The Beast
“Mary?” Rhage choked out in confusion.
“Rhage!”
Except before she could reach for him, he began to cough in great spasms, his head locking forward, his distended belly clenching, his jaw extending.
“What’s wrong with him?” Mary said as she reached forward, even though it wasn’t like she could do anything to help. Hell, the medical professionals looked equally confused, and they were the ones with the M.D.s after their names—
Rhage coughed the damn bullet out.
Right into her hand.
With one last, great heave, something came flying from his mouth and she caught the pointed piece of lead on reflex—as Rhage abruptly started breathing in deep, easy draws like nothing had ever been wrong with him.
Turning the thing over on her palm, she started laughing.
She couldn’t help it.
Standing the slug between her thumb and forefinger, she held it up for the Brothers and the docs and the fighters—because Rhage was still blind. And then she straddled her mate’s outstretched legs and took his face in her hands.
“Mary . . . ?” he said.
“I’m right here.” She smoothed his hair back. “And so are you.”
Instantly, he calmed even further, a smile pulling at his mouth. “My Mary?”
“Yes . . . I’m right here.”
And then, dear Lord, she was crying so hard that she became as blind as he was. But it didn’t matter. Somehow the beast had done the job and—
“Mary, I . . .”
“I know, I know.” She kissed him. “I love you.”
“Me too, but I’m going to throw up.”
And with that, he moved her gently out of the line of fire, turned to the side, and vomited all over Vishous’s shitkickers.
EIGHT
It was a helluva way to come back from the dead.
As Rhage tossed his cookies all over the place, his brain was nothing but scrambled eggs—
Okay, not a good idea to think of eggs in any form.
Round number two of the abdominal evacs took over his body, contorting him from head to foot, and as he let his guts do the talking, he heard V’s dry voice overhead.
“Not my night,” the Brother muttered. “So not my night with the barfing.”

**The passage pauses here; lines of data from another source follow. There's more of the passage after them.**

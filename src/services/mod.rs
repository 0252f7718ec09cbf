pub mod excel;
pub mod file_loader;
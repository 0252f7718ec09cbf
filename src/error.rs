use axum::{
    http::StatusCode,
    response::{IntoResponse, Response},
    Json,
};
use serde_json::json;
use thiserror::Error;

/// Failure to turn a source into an `ImportResult`. Always fatal.
#[derive(Debug, Error)]
pub enum ImportError {
    #[error("Workbook not found: {0}")]
    NotFound(String),
    #[error("Failed to open workbook: {0}")]
    Open(String),
    #[error("Failed to read worksheet {sheet}: {message}")]
    Sheet { sheet: String, message: String },
    #[error("IO error: {0}")]
    Io(#[from] std::io::Error),
}

#[derive(Debug, Error)]
pub enum AppError {
    #[error("Invalid input: {0}")]
    InvalidInput(String),
    #[error("File processing error: {0}")]
    FileProcessing(String),
    #[error("Download error: {0}")]
    Download(String),
    #[error(transparent)]
    Import(#[from] ImportError),
    #[error("Internal error: {0}")]
    Internal(String),
}

impl AppError {
    pub fn status(&self) -> StatusCode {
        match self {
            AppError::InvalidInput(_) => StatusCode::BAD_REQUEST,
            AppError::FileProcessing(_) => StatusCode::UNPROCESSABLE_ENTITY,
            AppError::Import(ImportError::Io(_)) => StatusCode::INTERNAL_SERVER_ERROR,
            AppError::Import(_) => StatusCode::UNPROCESSABLE_ENTITY,
            AppError::Download(_) => StatusCode::BAD_GATEWAY,
            AppError::Internal(_) => StatusCode::INTERNAL_SERVER_ERROR,
        }
    }
}

impl From<serde_json::Error> for AppError {
    fn from(err: serde_json::Error) -> Self {
        AppError::Internal(err.to_string())
    }
}

impl IntoResponse for AppError {
    fn into_response(self) -> Response {
        let status = self.status();
        if status.is_server_error() {
            tracing::error!("Request failed: {}", self);
        } else {
            tracing::warn!("Request rejected: {}", self);
        }

        let body = Json(json!({
            "error": self.to_string()
        }));

        (status, body).into_response()
    }
}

Huh? Rhage thought, before letting it go. All he really cared about, aside from the fact that he could now breathe and speak again, was his Mary. Sticking his arm out, he went in search of contact with her again—and she grabbed his palm right away, clasping him, holding on, both soothing him and giving him energy.

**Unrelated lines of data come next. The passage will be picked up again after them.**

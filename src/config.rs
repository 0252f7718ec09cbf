use std::net::SocketAddr;

use anyhow::{Context, Result};
use dotenvy::dotenv;
use serde::Deserialize;

const DEFAULT_ADDR: &str = "127.0.0.1:3000";
// 10 MB in bytes
const DEFAULT_MAX_FILE_SIZE: usize = 10 * 1024 * 1024;
const DEFAULT_PREVIEW_ROWS: usize = 20;
const DEFAULT_LOG_FILTER: &str = "info";

#[derive(Debug, Clone, Deserialize)]
pub struct Config {
    pub bind_addr: SocketAddr,
    pub max_file_size: usize,
    pub preview_rows: usize,
    pub log_filter: String,
}

impl Config {
    pub fn from_env() -> Result<Self> {
        // Load .env file first
        dotenv().ok();
        Self::from_lookup(|key| std::env::var(key).ok())
    }

    pub fn from_lookup<F>(lookup: F) -> Result<Self>
    where
        F: Fn(&str) -> Option<String>,
    {
        let bind_addr = lookup("SHEET_PROFILER_ADDR")
            .unwrap_or_else(|| DEFAULT_ADDR.to_string())
            .parse()
            .context("SHEET_PROFILER_ADDR must be a socket address")?;

        let max_file_size = match lookup("SHEET_PROFILER_MAX_FILE_SIZE") {
            Some(raw) => raw
                .parse()
                .context("SHEET_PROFILER_MAX_FILE_SIZE must be a byte count")?,
            None => DEFAULT_MAX_FILE_SIZE,
        };

        let preview_rows = match lookup("SHEET_PROFILER_PREVIEW_ROWS") {
            Some(raw) => raw
                .parse()
                .context("SHEET_PROFILER_PREVIEW_ROWS must be a row count")?,
            None => DEFAULT_PREVIEW_ROWS,
        };

        let log_filter =
            lookup("SHEET_PROFILER_LOG").unwrap_or_else(|| DEFAULT_LOG_FILTER.to_string());

        Ok(Config {
            bind_addr,
            max_file_size,
            preview_rows,
            log_filter,
        })
    }
}

impl Default for Config {
    fn default() -> Self {
        Self {
            bind_addr: SocketAddr::from(([127, 0, 0, 1], 3000)),
            max_file_size: DEFAULT_MAX_FILE_SIZE,
            preview_rows: DEFAULT_PREVIEW_ROWS,
            log_filter: DEFAULT_LOG_FILTER.to_string(),
        }
    }
}

#[cfg(test)]
mod tests {
    use super::*;
    use std::collections::HashMap;

    fn lookup_from(pairs: &[(&str, &str)]) -> impl Fn(&str) -> Option<String> {
        let map: HashMap<String, String> = pairs
            .iter()
            .map(|(k, v)| (k.to_string(), v.to_string()))
            .collect();
        move |key| map.get(key).cloned()
    }

    #[test]
    fn test_defaults_when_unset() {
        let config = Config::from_lookup(lookup_from(&[])).unwrap();
        assert_eq!(config.bind_addr, SocketAddr::from(([127, 0, 0, 1], 3000)));
        assert_eq!(config.max_file_size, 10 * 1024 * 1024);
        assert_eq!(config.preview_rows, 20);
        assert_eq!(config.log_filter, "info");
    }

    #[test]
    fn test_overrides() {
        let config = Config::from_lookup(lookup_from(&[
            ("SHEET_PROFILER_ADDR", "0.0.0.0:8080"),
            ("SHEET_PROFILER_MAX_FILE_SIZE", "1024"),
            ("SHEET_PROFILER_PREVIEW_ROWS", "5"),
            ("SHEET_PROFILER_LOG", "debug"),
        ]))
        .unwrap();
        assert_eq!(config.bind_addr.port(), 8080);
        assert_eq!(config.max_file_size, 1024);
        assert_eq!(config.preview_rows, 5);
        assert_eq!(config.log_filter, "debug");
    }

    #[test]
    fn test_malformed_value_is_an_error() {
        let result = Config::from_lookup(lookup_from(&[("SHEET_PROFILER_MAX_FILE_SIZE", "lots")]));
        assert!(result.is_err());
    }
}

The instant the connection was made, his confusion started to ebb.
No, that wasn’t exactly right. He had no idea how he’d managed to go from standing in front of the door to the Fade, faced with a choice that he was stunned to be confronted by even though he’d been aware that he’d been dying . . . to somehow slamming back into his own body and hearing his Mary’s most perfect voice clear as day, without the radio static of fear and pain.
None of that mystery had been cleared up—but he just didn’t give a fuck. As long as his Mary was with him? The rest was shit he could—
“Hurt?” he blurted. “Anyone hurt?”
Had the beast—
“Everyone is fine,” she told him.
“I’m sorry about being sick.” God, the post-party visual blackout was awful—but he’d take it over a dirt nap any night and twice on Sundays as the humans would say. “I’m sorry—”
“Rhage, we need to get you into the RV. And no, I’m not going to leave you—Jane’s just going to check your vitals and then we have to get out of here. It’s not safe.”
Oh, right. They were at the campus, in the battlefield, no doubt sitting ducks—
With an explosion of memory, everything came back to him. The argument with V . . . the bum’s rush out into the field . . .
The bullet through his heart.
With his free hand, he slapped against his chest, fumbling around to find a hole, feeling for blood—and finding that though there was a wash of sticky wetness down his torso . . . there was no discernible wound.
Just a strange patch in the center that seemed to glow with the heat of a banked fire.
And that was when the itching started. Beginning with the area over his heart, it shifted around in a solid patch, tracing over his ribs on one side, tickling under his arm, moving to the center of his back.
It was the beast, getting back into position. But why?
Yeah, file that one at the end of a very long line of huh-whats?
“Mary,” he said into his blindness. “Mary . . . ?”
“It’s all right—let’s just get out of here together, and when we’re safe, I’ll explain everything—or at least tell you what I know.”
Over the next hour, his shellan made good on that promise—but when did she ever let anyone down? She stayed beside him every inch of the way, from when he was hefted onto a gurney and given a bumpy ride over to Manny’s RV . . . from the rough evac off the overgrown campus to the smooth glide of the paved roads to the highway . . . from the stop-and-go of the gate system that protected the Brotherhood’s training center . . . to the at-last arrival and processing into his recovery room at the clinic.
The trip exhausted him—then again, he spent most of it throwing up lesser parts and choking on their foul-tasting black blood. And it was funny: Usually, he suffered through this aftermath part pissed off and ready for the suffering to be over. Tonight? He was so fucking grateful to be alive he didn’t care that he had the world’s worst stomach flu/food poisoning/seasickness thing going on.